=== Assignment ===
Two lines below mark the span: the one containing "pub fn set_threshold(&mut" and the one containing "pub fn novelty(&self)". Set down both, plus every line between, exactly as they stand, and nothing else.

------ Material to process

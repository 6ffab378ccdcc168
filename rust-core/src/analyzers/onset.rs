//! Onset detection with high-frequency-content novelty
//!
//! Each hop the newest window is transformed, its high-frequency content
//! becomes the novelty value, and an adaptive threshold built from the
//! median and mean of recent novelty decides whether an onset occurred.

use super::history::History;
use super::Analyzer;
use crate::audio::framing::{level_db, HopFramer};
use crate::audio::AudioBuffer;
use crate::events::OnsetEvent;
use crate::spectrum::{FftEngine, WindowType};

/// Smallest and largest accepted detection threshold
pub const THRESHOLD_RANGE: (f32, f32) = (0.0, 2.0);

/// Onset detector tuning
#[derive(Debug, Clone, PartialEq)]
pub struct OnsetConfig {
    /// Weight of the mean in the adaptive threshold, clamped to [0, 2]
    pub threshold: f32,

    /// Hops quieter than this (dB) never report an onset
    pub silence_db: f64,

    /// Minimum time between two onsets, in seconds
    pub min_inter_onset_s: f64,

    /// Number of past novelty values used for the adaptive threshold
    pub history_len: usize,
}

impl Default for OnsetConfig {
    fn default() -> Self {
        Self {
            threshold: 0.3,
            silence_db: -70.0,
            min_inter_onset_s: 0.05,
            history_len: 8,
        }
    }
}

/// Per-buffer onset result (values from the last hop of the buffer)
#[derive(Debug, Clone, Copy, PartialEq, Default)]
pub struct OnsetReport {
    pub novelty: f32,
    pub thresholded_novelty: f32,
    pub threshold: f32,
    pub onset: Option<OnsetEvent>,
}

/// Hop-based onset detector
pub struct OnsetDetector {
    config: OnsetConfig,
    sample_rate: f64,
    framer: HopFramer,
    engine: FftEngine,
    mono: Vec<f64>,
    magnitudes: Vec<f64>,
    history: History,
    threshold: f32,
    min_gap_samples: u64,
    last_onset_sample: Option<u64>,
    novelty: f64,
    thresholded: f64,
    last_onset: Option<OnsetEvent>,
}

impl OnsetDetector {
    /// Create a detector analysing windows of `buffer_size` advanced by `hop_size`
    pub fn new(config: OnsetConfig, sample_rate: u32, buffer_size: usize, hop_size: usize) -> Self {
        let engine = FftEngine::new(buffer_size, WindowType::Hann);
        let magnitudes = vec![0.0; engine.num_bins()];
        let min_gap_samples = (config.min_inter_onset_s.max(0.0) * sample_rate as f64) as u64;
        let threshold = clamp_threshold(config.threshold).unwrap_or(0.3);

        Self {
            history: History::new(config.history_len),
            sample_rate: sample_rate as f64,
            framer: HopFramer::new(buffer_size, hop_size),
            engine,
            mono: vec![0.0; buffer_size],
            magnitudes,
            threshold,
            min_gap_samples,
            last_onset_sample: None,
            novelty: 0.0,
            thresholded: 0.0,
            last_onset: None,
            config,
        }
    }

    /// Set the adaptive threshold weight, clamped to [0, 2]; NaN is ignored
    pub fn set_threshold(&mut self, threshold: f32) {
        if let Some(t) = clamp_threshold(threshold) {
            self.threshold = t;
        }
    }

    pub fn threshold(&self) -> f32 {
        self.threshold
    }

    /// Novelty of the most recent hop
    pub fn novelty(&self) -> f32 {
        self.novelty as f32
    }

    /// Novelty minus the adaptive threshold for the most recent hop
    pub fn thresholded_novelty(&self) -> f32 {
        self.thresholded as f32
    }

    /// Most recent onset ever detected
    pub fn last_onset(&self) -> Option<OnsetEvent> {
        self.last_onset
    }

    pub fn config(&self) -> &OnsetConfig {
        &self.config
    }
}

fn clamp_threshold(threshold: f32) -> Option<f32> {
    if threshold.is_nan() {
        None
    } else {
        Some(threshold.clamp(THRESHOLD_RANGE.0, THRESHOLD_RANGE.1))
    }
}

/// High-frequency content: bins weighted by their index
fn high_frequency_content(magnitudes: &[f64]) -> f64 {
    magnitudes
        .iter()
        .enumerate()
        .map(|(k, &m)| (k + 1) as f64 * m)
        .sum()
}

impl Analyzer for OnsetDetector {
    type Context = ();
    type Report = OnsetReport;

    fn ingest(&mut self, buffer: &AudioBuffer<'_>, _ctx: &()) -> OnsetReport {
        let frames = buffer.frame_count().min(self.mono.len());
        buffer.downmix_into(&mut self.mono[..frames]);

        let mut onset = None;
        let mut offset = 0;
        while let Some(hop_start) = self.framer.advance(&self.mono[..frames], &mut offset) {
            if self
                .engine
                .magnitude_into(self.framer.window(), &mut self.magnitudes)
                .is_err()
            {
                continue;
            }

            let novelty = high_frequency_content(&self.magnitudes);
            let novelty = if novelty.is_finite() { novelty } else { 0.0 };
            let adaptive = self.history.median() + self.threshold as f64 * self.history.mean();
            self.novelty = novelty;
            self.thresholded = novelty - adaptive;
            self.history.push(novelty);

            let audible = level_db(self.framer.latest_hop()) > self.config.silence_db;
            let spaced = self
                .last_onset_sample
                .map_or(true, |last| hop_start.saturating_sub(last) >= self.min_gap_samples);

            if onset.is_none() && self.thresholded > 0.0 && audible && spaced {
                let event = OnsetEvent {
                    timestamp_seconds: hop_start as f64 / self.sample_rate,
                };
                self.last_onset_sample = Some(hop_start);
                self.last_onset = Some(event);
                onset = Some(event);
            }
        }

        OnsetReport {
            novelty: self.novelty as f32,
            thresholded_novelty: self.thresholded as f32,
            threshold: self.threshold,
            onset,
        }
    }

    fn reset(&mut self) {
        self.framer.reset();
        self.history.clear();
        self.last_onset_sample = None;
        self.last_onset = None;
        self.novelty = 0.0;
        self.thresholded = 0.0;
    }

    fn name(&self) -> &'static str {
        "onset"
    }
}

------------
------ Material to process

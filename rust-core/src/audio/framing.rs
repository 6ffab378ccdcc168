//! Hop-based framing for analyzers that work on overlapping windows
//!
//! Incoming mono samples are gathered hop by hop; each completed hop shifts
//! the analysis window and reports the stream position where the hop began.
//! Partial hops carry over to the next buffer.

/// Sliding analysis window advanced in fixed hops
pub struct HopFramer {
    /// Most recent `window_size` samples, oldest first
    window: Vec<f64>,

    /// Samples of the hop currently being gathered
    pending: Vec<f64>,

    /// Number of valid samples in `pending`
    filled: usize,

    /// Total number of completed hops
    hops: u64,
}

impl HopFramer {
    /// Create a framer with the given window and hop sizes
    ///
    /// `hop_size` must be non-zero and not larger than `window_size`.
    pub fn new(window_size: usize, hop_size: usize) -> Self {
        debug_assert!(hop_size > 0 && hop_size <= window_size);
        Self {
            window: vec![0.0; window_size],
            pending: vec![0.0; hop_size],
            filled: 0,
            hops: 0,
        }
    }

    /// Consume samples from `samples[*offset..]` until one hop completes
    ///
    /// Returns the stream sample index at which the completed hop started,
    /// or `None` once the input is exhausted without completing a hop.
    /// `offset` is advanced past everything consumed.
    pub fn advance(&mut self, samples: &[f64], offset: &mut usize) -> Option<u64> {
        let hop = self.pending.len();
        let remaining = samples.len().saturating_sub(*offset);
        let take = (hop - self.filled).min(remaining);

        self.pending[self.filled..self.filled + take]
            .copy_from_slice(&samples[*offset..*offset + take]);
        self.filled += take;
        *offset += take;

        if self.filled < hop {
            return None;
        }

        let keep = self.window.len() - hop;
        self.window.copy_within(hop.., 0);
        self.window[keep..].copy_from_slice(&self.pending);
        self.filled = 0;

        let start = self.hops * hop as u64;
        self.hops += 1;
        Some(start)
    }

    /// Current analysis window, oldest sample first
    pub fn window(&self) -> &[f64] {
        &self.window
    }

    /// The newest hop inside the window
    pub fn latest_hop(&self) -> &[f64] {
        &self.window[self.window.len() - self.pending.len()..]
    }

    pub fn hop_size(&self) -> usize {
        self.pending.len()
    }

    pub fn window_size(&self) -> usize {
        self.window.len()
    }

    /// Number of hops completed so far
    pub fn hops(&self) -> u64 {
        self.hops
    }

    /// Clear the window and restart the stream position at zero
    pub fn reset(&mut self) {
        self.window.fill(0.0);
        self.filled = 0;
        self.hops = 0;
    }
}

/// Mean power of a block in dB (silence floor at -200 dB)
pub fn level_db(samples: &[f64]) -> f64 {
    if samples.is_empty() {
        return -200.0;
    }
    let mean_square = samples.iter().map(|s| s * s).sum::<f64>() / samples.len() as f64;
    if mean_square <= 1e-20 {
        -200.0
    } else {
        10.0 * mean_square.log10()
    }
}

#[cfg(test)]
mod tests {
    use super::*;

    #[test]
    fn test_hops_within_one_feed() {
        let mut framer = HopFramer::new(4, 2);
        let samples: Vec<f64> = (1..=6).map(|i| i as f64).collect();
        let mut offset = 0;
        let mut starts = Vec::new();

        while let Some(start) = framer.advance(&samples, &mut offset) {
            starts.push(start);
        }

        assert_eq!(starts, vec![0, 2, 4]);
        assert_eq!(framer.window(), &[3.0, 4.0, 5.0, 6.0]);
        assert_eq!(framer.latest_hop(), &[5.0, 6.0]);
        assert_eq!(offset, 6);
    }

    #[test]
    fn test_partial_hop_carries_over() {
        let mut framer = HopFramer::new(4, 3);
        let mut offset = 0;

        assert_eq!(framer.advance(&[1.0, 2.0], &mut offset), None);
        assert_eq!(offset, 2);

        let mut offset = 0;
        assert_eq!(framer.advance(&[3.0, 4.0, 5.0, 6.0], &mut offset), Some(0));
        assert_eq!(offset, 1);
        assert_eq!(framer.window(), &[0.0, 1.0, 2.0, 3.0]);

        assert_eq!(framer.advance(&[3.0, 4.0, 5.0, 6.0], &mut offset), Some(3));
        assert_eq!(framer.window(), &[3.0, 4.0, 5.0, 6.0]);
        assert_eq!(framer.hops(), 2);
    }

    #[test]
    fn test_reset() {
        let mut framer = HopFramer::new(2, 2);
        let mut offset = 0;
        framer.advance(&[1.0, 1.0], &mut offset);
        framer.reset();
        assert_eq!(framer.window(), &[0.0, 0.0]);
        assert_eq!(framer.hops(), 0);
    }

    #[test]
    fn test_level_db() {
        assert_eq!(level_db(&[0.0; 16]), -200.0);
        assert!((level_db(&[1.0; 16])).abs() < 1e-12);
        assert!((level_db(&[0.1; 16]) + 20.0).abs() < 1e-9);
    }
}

------------
------ Material to process

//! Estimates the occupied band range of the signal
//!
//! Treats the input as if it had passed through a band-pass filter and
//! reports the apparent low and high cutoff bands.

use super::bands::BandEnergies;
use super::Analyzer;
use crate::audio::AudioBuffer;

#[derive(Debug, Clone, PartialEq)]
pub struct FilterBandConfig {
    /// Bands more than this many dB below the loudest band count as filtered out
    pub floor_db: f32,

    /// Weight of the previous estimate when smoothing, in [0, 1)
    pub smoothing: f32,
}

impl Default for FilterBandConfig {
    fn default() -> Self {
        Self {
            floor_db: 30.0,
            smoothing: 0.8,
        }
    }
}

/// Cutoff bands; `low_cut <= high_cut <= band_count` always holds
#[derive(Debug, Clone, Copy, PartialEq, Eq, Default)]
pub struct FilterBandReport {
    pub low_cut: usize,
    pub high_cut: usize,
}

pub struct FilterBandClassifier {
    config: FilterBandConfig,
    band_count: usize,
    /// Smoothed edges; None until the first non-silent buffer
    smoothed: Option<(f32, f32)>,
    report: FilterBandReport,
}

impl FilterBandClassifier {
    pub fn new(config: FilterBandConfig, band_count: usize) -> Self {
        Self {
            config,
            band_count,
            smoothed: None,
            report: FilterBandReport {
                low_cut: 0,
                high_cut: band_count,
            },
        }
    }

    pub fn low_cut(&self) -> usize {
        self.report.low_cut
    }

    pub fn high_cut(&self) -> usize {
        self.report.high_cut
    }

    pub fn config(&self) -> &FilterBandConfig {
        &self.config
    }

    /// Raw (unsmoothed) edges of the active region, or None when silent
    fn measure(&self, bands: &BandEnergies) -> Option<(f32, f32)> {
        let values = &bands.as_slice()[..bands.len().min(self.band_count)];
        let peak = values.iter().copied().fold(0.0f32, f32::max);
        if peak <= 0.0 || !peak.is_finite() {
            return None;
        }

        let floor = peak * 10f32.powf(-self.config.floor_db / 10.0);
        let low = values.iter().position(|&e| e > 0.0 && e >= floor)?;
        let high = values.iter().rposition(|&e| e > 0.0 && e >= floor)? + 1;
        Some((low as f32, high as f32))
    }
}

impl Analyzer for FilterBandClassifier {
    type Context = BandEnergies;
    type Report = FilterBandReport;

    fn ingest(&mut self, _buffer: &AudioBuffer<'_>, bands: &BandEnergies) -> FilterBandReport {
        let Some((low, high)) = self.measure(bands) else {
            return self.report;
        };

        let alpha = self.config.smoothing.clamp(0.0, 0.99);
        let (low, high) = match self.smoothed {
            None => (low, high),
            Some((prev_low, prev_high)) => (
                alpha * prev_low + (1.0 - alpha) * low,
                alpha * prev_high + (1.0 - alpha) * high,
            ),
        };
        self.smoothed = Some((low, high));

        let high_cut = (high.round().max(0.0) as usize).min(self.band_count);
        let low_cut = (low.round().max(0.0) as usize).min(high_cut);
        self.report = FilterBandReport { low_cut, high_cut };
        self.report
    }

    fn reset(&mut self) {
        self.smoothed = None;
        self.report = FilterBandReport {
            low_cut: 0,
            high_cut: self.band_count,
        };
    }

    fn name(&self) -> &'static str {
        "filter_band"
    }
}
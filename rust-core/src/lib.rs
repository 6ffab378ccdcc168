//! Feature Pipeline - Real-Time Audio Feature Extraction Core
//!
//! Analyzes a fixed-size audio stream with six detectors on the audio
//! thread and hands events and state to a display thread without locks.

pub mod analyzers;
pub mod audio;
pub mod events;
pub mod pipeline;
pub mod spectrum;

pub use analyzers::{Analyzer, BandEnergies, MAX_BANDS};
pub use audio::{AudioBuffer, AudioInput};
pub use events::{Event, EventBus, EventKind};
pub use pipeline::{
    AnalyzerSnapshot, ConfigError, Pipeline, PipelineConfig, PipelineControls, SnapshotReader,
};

------------

=== Answer space ===
    pub fn set_threshold(&mut self, threshold: f32) {
        if let Some(t) = clamp_threshold(threshold) {
            self.threshold = t;
        }
    }

    pub fn threshold(&self) -> f32 {
        self.threshold
    }

    /// Novelty of the most recent hop
    pub fn novelty(&self) -> f32 {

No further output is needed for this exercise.